В это время решительнее всего на Вильгельмштрассе за переговоры с Россией выступал отдел экономической политики. Шнурре предстал перед Типпельскирхом «в не очень хорошем настроении. Он неоднократно подчеркивал, что без положительной реакции со стороны Молотова невозможно продвинуться дальше». Вместе с тем посольству еще с времен переговоров Шуленбурга с Астаховым было известно, что слишком позитивные отчеты Шнурре преследовали определенную цель. Так, Типпельскирх сообщил послу, что Вёрман в разговоре с ним «счел важным, что Советы в лице Астахова проявили инициативу к сближению», и добавил: «Я не возражал, однако указал на опубликованное сообщение о негативном заявлении здешнего полпредства, которого он не заметил» [855] .
855
Типпельскирх-Шуленбургу, 12июля 1939г. (ADAP, D, VI, Nr. 661, S. 764). 7 июля 1939 г. Астахов публично опроверг какие-либо «политические сделки между Москвой и Берлином» (Gafencu. Jours, p. 224).
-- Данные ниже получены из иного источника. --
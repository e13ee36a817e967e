//! Tool-name classification and structured rejection payloads.
//!
//! Every tool the agent can invoke is either read-only (SAFE), side-effecting
//! (DESTRUCTIVE), or unrecognized (UNKNOWN). Rejections flow back to the LLM
//! as self-describing JSON so the agent can recover without human help.

use crate::core::intent::IntentId;
use serde::{Deserialize, Serialize};

/// Read-only and session-control tools. Never gated by the authorization hook.
pub const SAFE_TOOLS: &[&str] = &[
    "read_file",
    "list_files",
    "search_files",
    "codebase_search",
    "ask_followup_question",
    "attempt_completion",
    "read_command_output",
    "select_active_intent",
    "update_todo_list",
];

/// Tools that write files, run commands, or otherwise produce side-effects.
pub const DESTRUCTIVE_TOOLS: &[&str] = &[
    "write_to_file",
    "apply_diff",
    "edit",
    "search_and_replace",
    "search_replace",
    "edit_file",
    "apply_patch",
    "execute_command",
    "use_mcp_tool",
    "access_mcp_resource",
    "switch_mode",
    "new_task",
    "generate_image",
    "run_slash_command",
    "skill",
];

/// Subset of destructive tools that mutate file content. The optimistic lock,
/// scope enforcement, and trace writer hooks apply only to these.
pub const WRITE_TOOLS: &[&str] = &[
    "write_to_file",
    "apply_diff",
    "edit",
    "search_and_replace",
    "search_replace",
    "edit_file",
    "apply_patch",
    "insert_content",
];

/// Classification of a tool name.
///
/// UNKNOWN tools currently bypass the authorization hook (it triggers only on
/// DESTRUCTIVE). A stricter deployment adds the name to [`DESTRUCTIVE_TOOLS`].
#[derive(Debug, Clone, Copy, PartialEq, Eq, Serialize, Deserialize)]
#[serde(rename_all = "snake_case")]
pub enum ToolClass {
    Safe,
    Destructive,
    Unknown,
}

/// Classifies a tool name into [`ToolClass`].
#[must_use]
pub fn classify(tool: &str) -> ToolClass {
    if SAFE_TOOLS.contains(&tool) {
        ToolClass::Safe
    } else if DESTRUCTIVE_TOOLS.contains(&tool) {
        ToolClass::Destructive
    } else {
        ToolClass::Unknown
    }
}

/// Returns true for tools that mutate file content.
#[must_use]
pub fn is_write_tool(tool: &str) -> bool {
    WRITE_TOOLS.contains(&tool)
}

/// Machine-readable rejection codes. Future hooks may add codes; readers must
/// tolerate values outside this set.
#[derive(Debug, Clone, Copy, PartialEq, Eq, Serialize, Deserialize)]
#[serde(rename_all = "SCREAMING_SNAKE_CASE")]
pub enum RejectionCode {
    UserRejectedIntentEvolution,
    ScopeViolation,
    StaleFile,
}

impl RejectionCode {
    /// Default recovery hint when the caller does not supply one.
    #[must_use]
    pub fn default_hint(self) -> &'static str {
        match self {
            Self::UserRejectedIntentEvolution => {
                "The user declined this action. Revise the approach or ask a followup question \
                 before retrying."
            }
            Self::ScopeViolation => {
                "Edit only files inside the active intent's owned scope, or select an intent \
                 that owns this path."
            }
            Self::StaleFile => {
                "Re-read the file to obtain its current content and hash, then retry the edit."
            }
        }
    }
}

impl std::fmt::Display for RejectionCode {
    fn fmt(&self, f: &mut std::fmt::Formatter<'_>) -> std::fmt::Result {
        match self {
            Self::UserRejectedIntentEvolution => write!(f, "USER_REJECTED_INTENT_EVOLUTION"),
            Self::ScopeViolation => write!(f, "SCOPE_VIOLATION"),
            Self::StaleFile => write!(f, "STALE_FILE"),
        }
    }
}

/// Structured rejection returned to the LLM when a pre-hook blocks a tool call.
///
/// Serialized as indented JSON; field order is part of the wire contract.
#[derive(Debug, Clone, PartialEq, Eq, Serialize, Deserialize)]
pub struct RejectionError {
    pub error: String,
    pub code: RejectionCode,
    pub tool: String,
    pub intent_id: Option<IntentId>,
    pub message: String,
    pub recovery_hint: String,
}

impl RejectionError {
    /// Creates a rejection with the code's default recovery hint.
    #[must_use]
    pub fn new(code: RejectionCode, tool: impl Into<String>, message: impl Into<String>) -> Self {
        Self {
            error: "TOOL_REJECTED".to_string(),
            code,
            tool: tool.into(),
            intent_id: None,
            message: message.into(),
            recovery_hint: code.default_hint().to_string(),
        }
    }

    /// Attributes the rejection to an intent.
    #[must_use]
    pub fn with_intent(mut self, intent_id: Option<IntentId>) -> Self {
        self.intent_id = intent_id;
        self
    }

    /// Overrides the recovery hint.
    #[must_use]
    pub fn with_hint(mut self, hint: impl Into<String>) -> Self {
        self.recovery_hint = hint.into();
        self
    }

    /// Serializes to the pretty-printed JSON payload sent back to the LLM.
    #[must_use]
    pub fn to_payload(&self) -> String {
        serde_json::to_string_pretty(self).unwrap_or_else(|_| {
            format!("{{\"error\": \"TOOL_REJECTED\", \"code\": \"{}\"}}", self.code)
        })
    }
}

#[cfg(test)]
mod tests {
    use super::*;

    #[test]
    fn known_tools_classify() {
        for tool in SAFE_TOOLS {
            assert_eq!(classify(tool), ToolClass::Safe, "{tool}");
        }
        for tool in DESTRUCTIVE_TOOLS {
            assert_eq!(classify(tool), ToolClass::Destructive, "{tool}");
        }
    }

    #[test]
    fn unrecognized_tools_are_unknown() {
        assert_eq!(classify("telepathy"), ToolClass::Unknown);
        assert_eq!(classify(""), ToolClass::Unknown);
        assert_eq!(classify("READ_FILE"), ToolClass::Unknown);
    }

    #[test]
    fn safe_and_destructive_are_disjoint() {
        for tool in SAFE_TOOLS {
            assert!(!DESTRUCTIVE_TOOLS.contains(tool), "{tool} in both sets");
        }
    }

    #[test]
    fn write_tools_are_destructive_or_insert() {
        for tool in WRITE_TOOLS {
            assert!(
                DESTRUCTIVE_TOOLS.contains(tool) || *tool == "insert_content",
                "{tool}"
            );
        }
    }

    #[test]
    fn rejection_payload_shape() {
        let payload = RejectionError::new(
            RejectionCode::ScopeViolation,
            "write_to_file",
            "Write to 'src/payments/pay.ts' is outside the active intent's scope",
        )
        .with_intent(Some(IntentId::from("INT-001")))
        .to_payload();

        let value: serde_json::Value = serde_json::from_str(&payload).unwrap();
        assert_eq!(value["error"], "TOOL_REJECTED");
        assert_eq!(value["code"], "SCOPE_VIOLATION");
        assert_eq!(value["tool"], "write_to_file");
        assert_eq!(value["intent_id"], "INT-001");
        assert!(value["message"].is_string());
        assert!(value["recovery_hint"].is_string());
        // Pretty-printed with 2-space indent.
        assert!(payload.contains("\n  \"code\""));
    }

    #[test]
    fn intent_id_serializes_as_null_when_absent() {
        let payload =
            RejectionError::new(RejectionCode::StaleFile, "apply_diff", "stale").to_payload();
        let value: serde_json::Value = serde_json::from_str(&payload).unwrap();
        assert!(value["intent_id"].is_null());
    }

    #[test]
    fn custom_hint_preserved_verbatim() {
        let hint = "Current hash is sha256:abc. Re-plan from it.";
        let err = RejectionError::new(RejectionCode::StaleFile, "edit", "stale").with_hint(hint);
        let value: serde_json::Value = serde_json::from_str(&err.to_payload()).unwrap();
        assert_eq!(value["recovery_hint"], hint);
    }

    #[test]
    fn default_hints_differ_per_code() {
        assert_ne!(
            RejectionCode::StaleFile.default_hint(),
            RejectionCode::ScopeViolation.default_hint()
        );
    }
}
По настоянию своих экономических советников Риббентроп в начале июля предложил Гитлеру вновь вернуться к вопросу экономических переговоров. На 7 июля в рейхсканцелярии было назначено совещание. На нем Гитлер хотел решить, следует ли возобновить переговоры на выдвигаемых советской стороной условиях. Готовясь к этому совещанию, Шнурре направил в бюро министра соответствующие материалы и попросил начальника бюро Эриха Кордта позаботиться о том, чтобы указание Гитлера от 30 июня было отменено, а проект статс-секретаря от 28 июня относительно немецкой готовности возобновить экономические переговоры на советских условиях — принят и направлен в германское посольство в Москву [856] . Кордт добился, чтобы «директиву... министр иностранных дел доложил фюреру» [857] , и Гитлер проект Вайцзеккера одобрил. Таким образом, «по указанию Гитлера» была принята «предложенная Микояном основа..., хотя она удовлетворяла лишь в малой степени. Все детали теперь подробно обсудили специалисты с Риббентропом, который со своей стороны обратился за инструкциями к Гитлеру. Ожидая, что Астахов и Бабарин немедленно передадут в Москву любое высказывание немецкой стороны, специалистам поручили вставить определенные похвальные отзывы Гитлера о Сталине» [858] .
856
Совещание в рейхсканцелярии 7 июля 1939 г. подтверждается лишь косвенно (ADAP, D, VI, Nr. 583, S. 676, Anm. 1; Nr. 596, S. 686, Anm. 1; Nr. 628, S. 729, Anm. 1; Braubach. Weg, S. 22,43, Anm. 66). Как видно из сообщения Шнурре своему непосредственному начальнику Вилю, инициатива исходила от Шнурре.
857
Типпельскирх-Шуленбургу, 12июля 1939г. (ADAP, D, VI, Nr. 661, S. 764).
858
Kordt. Wahn, S. 161.
На следующий день, 6 июля, Риббентроп поручил Вайцзеккеру проинструктировать в этом смысле германское посольство в Москве. Вечером Риббентроп дал ужин в честь болгарского премьер-министра Георгия Киосейванова, на который он в качестве единственного иностранного гостя пригласил итальянского посла в Берлине. Сияющий и уверенный в успехе Риббентроп сообщил Аттолико, что на следующий день он уходит в летний отпуск. Тем самым он хотел рассеять впечатление богатого кризисами лета. Аттолико воспользовался этой возможностью, чтобы задать министру несколько вопросов.